Next, we investigated whether antibodies against a combination of specific UH-axSpA-IgA antigens could increase sensitivity while maintaining sufficient specificity in HCs. Therefore, the 3 antigens with the highest LR+ in early axSpA patients as compared to HC were combined into a panel: UH-axSpA-IgA.1, UH-axSpA-IgA.3, and UH-axSpA-IgA.10. Antibody reactivity against at least one of these 3 UH-axSpA-IgA antigens was found in 24.3% (17/70) and in 10.2% (9/88) of HCs (p = 0.0294), corresponding to a specificity of 89.8% and a LR+ of 2.4.
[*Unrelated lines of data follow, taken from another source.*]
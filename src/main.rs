//
//  upcloud-api
//  main.rs
//
//  Created by Ngonidzashe Mangudya on 2026/10/19.
//  Copyright (c) 2026 IAMNGONI. All rights reserved.
//

use anyhow::Result;
use clap::Parser;
use tokio_util::sync::CancellationToken;
use tracing_subscriber::{fmt, prelude::*, EnvFilter};

use upcloud_api::cli::{self, Cli, Commands};
use upcloud_api::exit_codes;

#[tokio::main]
async fn main() {
    // Initialize logging
    init_logging();

    // Parse CLI arguments
    let cli = Cli::parse();

    // Ctrl+C cancels in-flight requests and wait loops
    let ctx = CancellationToken::new();
    let canceller = ctx.clone();
    tokio::spawn(async move {
        if tokio::signal::ctrl_c().await.is_ok() {
            canceller.cancel();
        }
    });

    // Execute command
    let result = run(cli, &ctx).await;

    // Handle result and exit
    match result {
        Ok(()) => std::process::exit(exit_codes::SUCCESS),
        Err(e) => {
            eprintln!("Error: {e:#}");
            std::process::exit(cli::exit_code(&e));
        }
    }
}

/// Initialize logging based on environment
fn init_logging() {
    let filter = EnvFilter::try_from_env("UPCLOUD_DEBUG")
        .unwrap_or_else(|_| EnvFilter::new("warn"));

    tracing_subscriber::registry()
        .with(fmt::layer().with_target(false).with_writer(std::io::stderr))
        .with(filter)
        .init();
}

/// Main command dispatcher
async fn run(cli: Cli, ctx: &CancellationToken) -> Result<()> {
    match cli.command {
        Commands::Account(cmd) => cmd.run(&cli.global, ctx).await,
        Commands::Server(cmd) => cmd.run(&cli.global, ctx).await,
        Commands::Storage(cmd) => cmd.run(&cli.global, ctx).await,
        Commands::Tag(cmd) => cmd.run(&cli.global, ctx).await,
        Commands::Permission(cmd) => cmd.run(&cli.global, ctx).await,
        Commands::Config(cmd) => cmd.run(&cli.global).await,
        Commands::Version => {
            println!("{} version {}", upcloud_api::APP_NAME, upcloud_api::VERSION);
            Ok(())
        }
    }
}
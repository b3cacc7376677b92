//
//  upcloud-api
//  api/mod.rs
//
//  Created by Ngonidzashe Mangudya on 2026/10/19.
//  Copyright (c) 2026 IAMNGONI. All rights reserved.
//

//! # API Client Layer
//!
//! This module implements the request/response pipeline for the UpCloud REST
//! API (v1.3) and the typed request and response values of each resource.
//!
//! ## Architecture
//!
//! - [`client`]: Authenticated HTTP transport and the generic dispatcher
//! - [`request`]: The [`Request`] trait every operation implements
//! - [`common`]: Error taxonomy, error-response decoder and shared wire types
//! - [`wait`]: Polling state machines
//! - [`upload`]: The two-phase direct upload for storage imports
//! - [`account`], [`server`], [`storage`], [`tag`], [`permission`]: Resource types
//!
//! ## Usage
//!
//! ```rust,no_run
//! use tokio_util::sync::CancellationToken;
//! use upcloud_api::api::Client;
//! use upcloud_api::api::account::{AccountEnvelope, GetAccountRequest};
//!
//! # async fn example() -> upcloud_api::Result<()> {
//! let client = Client::new("api-user", "secret")?;
//! let mut out = AccountEnvelope::default();
//! client.get(&CancellationToken::new(), &GetAccountRequest, &mut out).await?;
//! println!("credits: {}", out.account.credits);
//! # Ok(())
//! # }
//! ```
//!
//! ## Error Handling
//!
//! Every operation returns [`Error`]. Non-2xx responses become
//! [`Error::Service`] carrying a [`ServiceError`] with the HTTP status.

/// Core HTTP client: transport, authentication and dispatch.
pub mod client;

/// Shared error and wire types.
pub mod common;

/// The request capability set.
pub mod request;

/// Wait loops built on top of the dispatcher.
pub mod wait;

/// Direct-upload coordinator.
pub mod upload;

/// Account and sub-account types.
pub mod account;

/// Server types.
pub mod server;

/// Storage and storage import types.
pub mod storage;

/// Tag types.
pub mod tag;

/// Permission types.
pub mod permission;

/// Re-export of the API client.
pub use client::{Client, Credentials};

/// Re-export of the error types.
pub use common::{Error, Result, ServiceError, ServiceErrorKind};

/// Re-export of the request trait.
pub use request::Request;
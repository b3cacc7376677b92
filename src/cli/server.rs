//
//  upcloud-api
//  cli/server.rs
//
//  Created by Ngonidzashe Mangudya on 2026/10/19.
//  Copyright (c) 2026 IAMNGONI. All rights reserved.
//

//! Server commands
//!
//! Lists and inspects servers, drives power operations, and waits for a
//! server to settle in a given state.

use std::time::Duration;

use anyhow::Result;
use clap::{Args, Subcommand};
use console::style;
use tokio_util::sync::CancellationToken;

use crate::api::server::{
    DeleteBackups, DeleteServerAndStoragesRequest, DeleteServerRequest, GetServerDetailsRequest,
    RestartServerRequest, Server, ServerDetails, ServerSize, ServerState, StartServerRequest,
    StopServerRequest, StopType, WaitForServerStateRequest,
};
use crate::output::{format_state, or_dash, OutputWriter, TableBuilder, TableOutput, TableRow};
use crate::service::Service;

use super::GlobalOptions;

/// Manage servers
#[derive(Args, Debug)]
pub struct ServerCommand {
    #[command(subcommand)]
    pub command: ServerSubcommand,
}

#[derive(Subcommand, Debug)]
pub enum ServerSubcommand {
    /// List servers
    #[command(visible_alias = "ls")]
    List,

    /// List available CPU and memory combinations
    Sizes,

    /// Show server details
    Show(UuidArgs),

    /// Start a stopped server
    Start(StartArgs),

    /// Stop a running server
    Stop(StopArgs),

    /// Restart a running server
    Restart(StopArgs),

    /// Wait for a server to reach a state
    Wait(WaitArgs),

    /// Delete a server
    Delete(DeleteArgs),
}

#[derive(Args, Debug)]
pub struct UuidArgs {
    /// Server UUID
    pub uuid: String,
}

#[derive(Args, Debug)]
pub struct StartArgs {
    /// Server UUID
    pub uuid: String,

    /// Wait until the server is started
    #[arg(long)]
    pub wait: bool,

    /// Maximum seconds to wait with --wait
    #[arg(long, default_value = "600")]
    pub wait_timeout: u64,
}

#[derive(Args, Debug)]
pub struct StopArgs {
    /// Server UUID
    pub uuid: String,

    /// Power off immediately instead of an ACPI shutdown
    #[arg(long)]
    pub hard: bool,

    /// Seconds the API waits for a soft stop before forcing it
    #[arg(long)]
    pub timeout: Option<u64>,

    /// Wait until the operation has finished
    #[arg(long)]
    pub wait: bool,

    /// Maximum seconds to wait with --wait
    #[arg(long, default_value = "600")]
    pub wait_timeout: u64,
}

#[derive(Args, Debug)]
pub struct WaitArgs {
    /// Server UUID
    pub uuid: String,

    /// State to wait for (started, stopped, maintenance, error)
    #[arg(long, required_unless_present = "leave")]
    pub state: Option<ServerState>,

    /// State to wait to leave
    #[arg(long)]
    pub leave: Option<ServerState>,

    /// Maximum seconds to wait
    #[arg(long, default_value = "600")]
    pub timeout: u64,
}

#[derive(Args, Debug)]
pub struct DeleteArgs {
    /// Server UUID
    pub uuid: String,

    /// Also delete the attached storages
    #[arg(long)]
    pub storages: bool,

    /// Delete the storages' backups too (with --storages)
    #[arg(long, requires = "storages")]
    pub backups: bool,
}

impl TableRow for Server {
    fn headers() -> &'static [&'static str] {
        &["UUID", "HOSTNAME", "ZONE", "PLAN", "STATE"]
    }

    fn row(&self, color: bool) -> Vec<String> {
        vec![
            self.uuid.clone(),
            self.hostname.clone(),
            self.zone.clone(),
            or_dash(&self.plan),
            format_state(self.state.as_str(), color),
        ]
    }
}

impl TableRow for ServerSize {
    fn headers() -> &'static [&'static str] {
        &["CORES", "MEMORY (MiB)"]
    }

    fn row(&self, _color: bool) -> Vec<String> {
        vec![self.core_number.clone(), self.memory_amount.clone()]
    }
}

impl TableOutput for ServerDetails {
    fn print_table(&self, color: bool) {
        let server = &self.server;
        let title = if color {
            style(&server.hostname).bold().to_string()
        } else {
            server.hostname.clone()
        };

        println!("{}", title);
        println!();
        println!("  UUID:   {}", server.uuid);
        println!("  Title:  {}", server.title);
        println!("  State:  {}", format_state(server.state.as_str(), color));
        println!("  Zone:   {}", server.zone);
        println!("  Plan:   {}", or_dash(&server.plan));
        println!(
            "  Size:   {} cores, {} MiB",
            server.core_number, server.memory_amount
        );
        println!("  Tags:   {}", or_dash(&server.tags.tag.join(", ")));

        if !self.storage_devices.storage_device.is_empty() {
            println!();
            TableBuilder::new()
                .color(color)
                .headers(["ADDRESS", "STORAGE", "TITLE", "SIZE (GiB)"])
                .rows(self.storage_devices.storage_device.iter().map(|d| {
                    [
                        d.address.clone(),
                        d.uuid.clone(),
                        d.title.clone(),
                        d.size.to_string(),
                    ]
                }))
                .print();
        }

        if !self.ip_addresses.ip_address.is_empty() {
            println!();
            TableBuilder::new()
                .color(color)
                .headers(["ADDRESS", "ACCESS", "FAMILY"])
                .rows(self.ip_addresses.ip_address.iter().map(|ip| {
                    [ip.address.clone(), ip.access.clone(), ip.family.clone()]
                }))
                .print();
        }
    }
}

impl ServerCommand {
    pub async fn run(&self, global: &GlobalOptions, ctx: &CancellationToken) -> Result<()> {
        let service = global.service()?;
        let writer = global.writer();

        match &self.command {
            ServerSubcommand::List => {
                let servers = service.get_servers(ctx).await?;
                writer.write_list(&servers)
            }
            ServerSubcommand::Sizes => {
                let sizes = service.get_server_sizes(ctx).await?;
                writer.write_list(&sizes)
            }
            ServerSubcommand::Show(args) => {
                let details = service
                    .get_server_details(
                        ctx,
                        &GetServerDetailsRequest {
                            uuid: args.uuid.clone(),
                        },
                    )
                    .await?;
                writer.write(&details)
            }
            ServerSubcommand::Start(args) => self.start(&service, &writer, ctx, args).await,
            ServerSubcommand::Stop(args) => self.stop(&service, &writer, ctx, args).await,
            ServerSubcommand::Restart(args) => self.restart(&service, &writer, ctx, args).await,
            ServerSubcommand::Wait(args) => {
                let details = service
                    .wait_for_server_state(
                        ctx,
                        &WaitForServerStateRequest {
                            uuid: args.uuid.clone(),
                            desired_state: args.state,
                            undesired_state: args.leave,
                            timeout: Duration::from_secs(args.timeout),
                        },
                    )
                    .await?;
                writer.write(&details)
            }
            ServerSubcommand::Delete(args) => {
                if args.storages {
                    let backups = if args.backups {
                        DeleteBackups::Delete
                    } else {
                        DeleteBackups::Keep
                    };
                    service
                        .delete_server_and_storages(
                            ctx,
                            &DeleteServerAndStoragesRequest {
                                uuid: args.uuid.clone(),
                                backups: Some(backups),
                            },
                        )
                        .await?;
                } else {
                    service
                        .delete_server(
                            ctx,
                            &DeleteServerRequest {
                                uuid: args.uuid.clone(),
                            },
                        )
                        .await?;
                }
                writer.write_success(&format!("Deleted server {}", args.uuid));
                Ok(())
            }
        }
    }

    async fn start(
        &self,
        service: &Service,
        writer: &OutputWriter,
        ctx: &CancellationToken,
        args: &StartArgs,
    ) -> Result<()> {
        let mut details = service
            .start_server(
                ctx,
                &StartServerRequest {
                    uuid: args.uuid.clone(),
                    ..Default::default()
                },
            )
            .await?;

        if args.wait {
            details = wait_for(service, ctx, &args.uuid, ServerState::Started, args.wait_timeout)
                .await?;
        }
        writer.write(&details)
    }

    async fn stop(
        &self,
        service: &Service,
        writer: &OutputWriter,
        ctx: &CancellationToken,
        args: &StopArgs,
    ) -> Result<()> {
        let mut details = service
            .stop_server(
                ctx,
                &StopServerRequest {
                    uuid: args.uuid.clone(),
                    stop_type: Some(stop_type(args.hard)),
                    timeout: args.timeout.map(Duration::from_secs),
                },
            )
            .await?;

        if args.wait {
            details = wait_for(service, ctx, &args.uuid, ServerState::Stopped, args.wait_timeout)
                .await?;
        }
        writer.write(&details)
    }

    async fn restart(
        &self,
        service: &Service,
        writer: &OutputWriter,
        ctx: &CancellationToken,
        args: &StopArgs,
    ) -> Result<()> {
        let mut details = service
            .restart_server(
                ctx,
                &RestartServerRequest {
                    uuid: args.uuid.clone(),
                    stop_type: Some(stop_type(args.hard)),
                    timeout: args.timeout.map(Duration::from_secs),
                    ..Default::default()
                },
            )
            .await?;

        if args.wait {
            details = wait_for(service, ctx, &args.uuid, ServerState::Started, args.wait_timeout)
                .await?;
        }
        writer.write(&details)
    }
}

fn stop_type(hard: bool) -> StopType {
    if hard {
        StopType::Hard
    } else {
        StopType::Soft
    }
}

async fn wait_for(
    service: &Service,
    ctx: &CancellationToken,
    uuid: &str,
    state: ServerState,
    timeout: u64,
) -> Result<ServerDetails> {
    let details = service
        .wait_for_server_state(
            ctx,
            &WaitForServerStateRequest {
                uuid: uuid.to_string(),
                desired_state: Some(state),
                undesired_state: None,
                timeout: Duration::from_secs(timeout),
            },
        )
        .await?;
    Ok(details)
}

#[cfg(test)]
mod tests {
    use clap::Parser;

    use super::*;
    use crate::cli::{Cli, Commands};

    #[test]
    fn test_parse_stop() {
        let cli = Cli::try_parse_from([
            "upctl", "server", "stop", "00af", "--hard", "--timeout", "900", "--wait",
        ])
        .unwrap();
        let Commands::Server(cmd) = cli.command else {
            panic!("expected server command");
        };
        let ServerSubcommand::Stop(args) = cmd.command else {
            panic!("expected stop");
        };
        assert_eq!(args.uuid, "00af");
        assert!(args.hard);
        assert_eq!(args.timeout, Some(900));
        assert!(args.wait);
    }

    #[test]
    fn test_parse_wait_state() {
        let cli =
            Cli::try_parse_from(["upctl", "server", "wait", "00af", "--state", "stopped"]).unwrap();
        let Commands::Server(cmd) = cli.command else {
            panic!("expected server command");
        };
        let ServerSubcommand::Wait(args) = cmd.command else {
            panic!("expected wait");
        };
        assert_eq!(args.state, Some(ServerState::Stopped));
        assert_eq!(args.leave, None);
    }

    #[test]
    fn test_wait_requires_a_state() {
        assert!(Cli::try_parse_from(["upctl", "server", "wait", "00af"]).is_err());
        assert!(
            Cli::try_parse_from(["upctl", "server", "wait", "00af", "--state", "sleeping"])
                .is_err()
        );
    }
}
Moreover, clinical and disease characteristics (Supplementary Table 2) were compared between axSpA patients who tested positive for antibodies against this panel of 3 UH-axSpA-IgA antigens, and axSpA patients who were seronegative for this panel. We did not detect a significant difference in age, sex, HLA–B27 status, disease duration, treatment, erythrocyte sedimentation rate (ESR), CRP levels, or the presence of extra-articular manifestations. Furthermore, no significant difference was found for the disease activity scores Bath Ankylosing Spondylitis Disease Activity Index (BASDAI) (32) and Bath Ankylosing Spondylitis Functional Index (BASFI) (33) between early axSpA patients with, or without antibody reactivity against this panel of 3 UH-axSpA-IgA antigens.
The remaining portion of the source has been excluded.